> **Dataset records**

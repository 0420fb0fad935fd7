//! Feature profiles and the fitted encoder set.
//!
//! A trained model is only usable if requests can reproduce the exact
//! feature vector it was trained on. The two server variants historically
//! fed different vectors, so the schema is made explicit: every model is
//! stamped with a [`FeatureProfile`], and servers refuse artifacts whose
//! profile they cannot feed.

use std::fmt;
use std::str::FromStr;

use serde::{Deserialize, Serialize};

use crate::dataset::ClothingRecord;
use crate::encoding::LabelEncoder;
use crate::error::{Result, RewearError};

/// The named, ordered feature list a model is trained with.
#[derive(Debug, Clone, Copy, PartialEq, Eq, Serialize, Deserialize)]
#[serde(rename_all = "snake_case")]
pub enum FeatureProfile {
    /// `[category, material, brand, price, wear_frequency]`, served by
    /// the `serve-api` variant.
    Api,
    /// `[category, material, brand, price]`, served by the `serve-web`
    /// variant.
    Web,
    /// All eight encoded categoricals plus all six numeric columns. The
    /// offline evaluation profile; not servable.
    Full,
}

impl FeatureProfile {
    /// Ordered feature names for this profile.
    pub fn feature_names(&self) -> &'static [&'static str] {
        match self {
            FeatureProfile::Api => &["category", "material", "brand", "price", "wear_frequency"],
            FeatureProfile::Web => &["category", "material", "brand", "price"],
            FeatureProfile::Full => &[
                "material",
                "brand",
                "category",
                "condition",
                "seasonality",
                "certifications",
                "eco_friendly_manufacturing",
                "recycling_programs",
                "carbon_footprint_mt",
                "water_usage_liters",
                "waste_production_kg",
                "wear_frequency",
                "usability_score",
                "price",
            ],
        }
    }

    /// Number of features in this profile.
    pub fn arity(&self) -> usize {
        self.feature_names().len()
    }

    /// Whether a prediction server can assemble this profile's vector
    /// from a request payload.
    pub fn is_servable(&self) -> bool {
        !matches!(self, FeatureProfile::Full)
    }

    /// Canonical lowercase name.
    pub fn as_str(&self) -> &'static str {
        match self {
            FeatureProfile::Api => "api",
            FeatureProfile::Web => "web",
            FeatureProfile::Full => "full",
        }
    }

    /// Assemble a feature vector from request-supplied values, in this
    /// profile's training order.
    pub fn request_vector(
        &self,
        category_code: usize,
        material_code: usize,
        brand_code: usize,
        price: f64,
        wear_frequency: Option<f64>,
    ) -> Result<Vec<f64>> {
        match self {
            FeatureProfile::Api => {
                let wear = wear_frequency.ok_or_else(|| {
                    RewearError::invalid_argument("expected_wear_frequency is required")
                })?;
                Ok(vec![
                    category_code as f64,
                    material_code as f64,
                    brand_code as f64,
                    price,
                    wear,
                ])
            }
            FeatureProfile::Web => Ok(vec![
                category_code as f64,
                material_code as f64,
                brand_code as f64,
                price,
            ]),
            FeatureProfile::Full => Err(RewearError::invalid_argument(
                "the full feature profile is not servable",
            )),
        }
    }
}

impl fmt::Display for FeatureProfile {
    fn fmt(&self, f: &mut fmt::Formatter<'_>) -> fmt::Result {
        f.write_str(self.as_str())
    }
}

impl FromStr for FeatureProfile {
    type Err = RewearError;

    fn from_str(s: &str) -> Result<Self> {
        match s.to_lowercase().as_str() {
            "api" => Ok(FeatureProfile::Api),
            "web" => Ok(FeatureProfile::Web),
            "full" => Ok(FeatureProfile::Full),
            other => Err(RewearError::invalid_argument(format!(
                "unknown feature profile '{other}' (expected api, web, or full)"
            ))),
        }
    }
}

/// The eight categorical feature encoders fitted from a dataset.
///
/// The target encoder is kept separately in the artifact bundle; together
/// they make up the nine encoder artifacts on disk.
#[derive(Debug, Clone, Serialize, Deserialize)]
pub struct EncoderSet {
    pub category: LabelEncoder,
    pub material: LabelEncoder,
    pub brand: LabelEncoder,
    pub condition: LabelEncoder,
    pub seasonality: LabelEncoder,
    pub certifications: LabelEncoder,
    pub eco_friendly_manufacturing: LabelEncoder,
    pub recycling_programs: LabelEncoder,
}

impl EncoderSet {
    /// Fit all eight feature encoders from dataset rows.
    pub fn fit(records: &[ClothingRecord]) -> Result<Self> {
        Ok(EncoderSet {
            category: LabelEncoder::fit("category", records.iter().map(|r| r.category.as_str()))?,
            material: LabelEncoder::fit("material", records.iter().map(|r| r.material.as_str()))?,
            brand: LabelEncoder::fit("brand", records.iter().map(|r| r.brand.as_str()))?,
            condition: LabelEncoder::fit(
                "condition",
                records.iter().map(|r| r.condition.as_str()),
            )?,
            seasonality: LabelEncoder::fit(
                "seasonality",
                records.iter().map(|r| r.seasonality.as_str()),
            )?,
            certifications: LabelEncoder::fit(
                "certifications",
                records.iter().map(|r| r.certifications.as_str()),
            )?,
            eco_friendly_manufacturing: LabelEncoder::fit(
                "eco_friendly_manufacturing",
                records.iter().map(|r| r.eco_friendly_manufacturing.as_str()),
            )?,
            recycling_programs: LabelEncoder::fit(
                "recycling_programs",
                records.iter().map(|r| r.recycling_programs.as_str()),
            )?,
        })
    }

    /// All encoders in a fixed order, for persistence.
    pub fn all(&self) -> [&LabelEncoder; 8] {
        [
            &self.category,
            &self.material,
            &self.brand,
            &self.condition,
            &self.seasonality,
            &self.certifications,
            &self.eco_friendly_manufacturing,
            &self.recycling_programs,
        ]
    }

    /// Encode a dataset row into the feature vector for `profile`.
    pub fn feature_vector(
        &self,
        record: &ClothingRecord,
        profile: FeatureProfile,
    ) -> Result<Vec<f64>> {
        let category = self.category.encode(&record.category)? as f64;
        let material = self.material.encode(&record.material)? as f64;
        let brand = self.brand.encode(&record.brand)? as f64;

        match profile {
            FeatureProfile::Api => Ok(vec![
                category,
                material,
                brand,
                record.price,
                record.wear_frequency,
            ]),
            FeatureProfile::Web => Ok(vec![category, material, brand, record.price]),
            FeatureProfile::Full => Ok(vec![
                material,
                brand,
                category,
                self.condition.encode(&record.condition)? as f64,
                self.seasonality.encode(&record.seasonality)? as f64,
                self.certifications.encode(&record.certifications)? as f64,
                self.eco_friendly_manufacturing
                    .encode(&record.eco_friendly_manufacturing)? as f64,
                self.recycling_programs.encode(&record.recycling_programs)? as f64,
                record.carbon_footprint_mt,
                record.water_usage_liters,
                record.waste_production_kg,
                record.wear_frequency,
                record.usability_score,
                record.price,
            ]),
        }
    }
}

#[cfg(test)]
mod tests {
    use super::*;

    fn record() -> ClothingRecord {
        ClothingRecord {
            material: "Cotton".to_string(),
            brand: "Acme".to_string(),
            category: "Shirt".to_string(),
            condition: "New".to_string(),
            seasonality: "Summer".to_string(),
            certifications: "GOTS".to_string(),
            eco_friendly_manufacturing: "Yes".to_string(),
            recycling_programs: "Yes".to_string(),
            carbon_footprint_mt: 1.5,
            water_usage_liters: 200.0,
            waste_production_kg: 0.3,
            wear_frequency: 4.0,
            usability_score: 0.8,
            price: 25.0,
            usability_class: "High".to_string(),
        }
    }

    #[test]
    fn test_profile_arity_matches_names() {
        for profile in [FeatureProfile::Api, FeatureProfile::Web, FeatureProfile::Full] {
            assert_eq!(profile.arity(), profile.feature_names().len());
        }
        assert_eq!(FeatureProfile::Api.arity(), 5);
        assert_eq!(FeatureProfile::Web.arity(), 4);
        assert_eq!(FeatureProfile::Full.arity(), 14);
    }

    #[test]
    fn test_profile_parse_round_trip() {
        for profile in [FeatureProfile::Api, FeatureProfile::Web, FeatureProfile::Full] {
            assert_eq!(profile.as_str().parse::<FeatureProfile>().unwrap(), profile);
        }
        assert!("ensemble".parse::<FeatureProfile>().is_err());
    }

    #[test]
    fn test_feature_vector_matches_request_vector() {
        let records = vec![record()];
        let encoders = EncoderSet::fit(&records).unwrap();
        let r = record();

        for profile in [FeatureProfile::Api, FeatureProfile::Web] {
            let from_record = encoders.feature_vector(&r, profile).unwrap();
            let from_request = profile
                .request_vector(
                    encoders.category.encode(&r.category).unwrap(),
                    encoders.material.encode(&r.material).unwrap(),
                    encoders.brand.encode(&r.brand).unwrap(),
                    r.price,
                    Some(r.wear_frequency),
                )
                .unwrap();
            assert_eq!(from_record, from_request);
        }
    }

    #[test]
    fn test_api_profile_requires_wear_frequency() {
        let err = FeatureProfile::Api.request_vector(0, 0, 0, 1.0, None).unwrap_err();
        assert!(err.to_string().contains("expected_wear_frequency"));
    }

    #[test]
    fn test_full_profile_is_not_servable() {
        assert!(!FeatureProfile::Full.is_servable());
        assert!(FeatureProfile::Full.request_vector(0, 0, 0, 1.0, None).is_err());
    }
}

> **Task to carry out**
Given the records above, return exactly the lines starting at the line containing "fitted encoder set." and ending at the line containing "every model is", including both.

> **Answer to this exercise**
//! Feature profiles and the fitted encoder set.
//!
//! A trained model is only usable if requests can reproduce the exact
//! feature vector it was trained on. The two server variants historically
//! fed different vectors, so the schema is made explicit: every model is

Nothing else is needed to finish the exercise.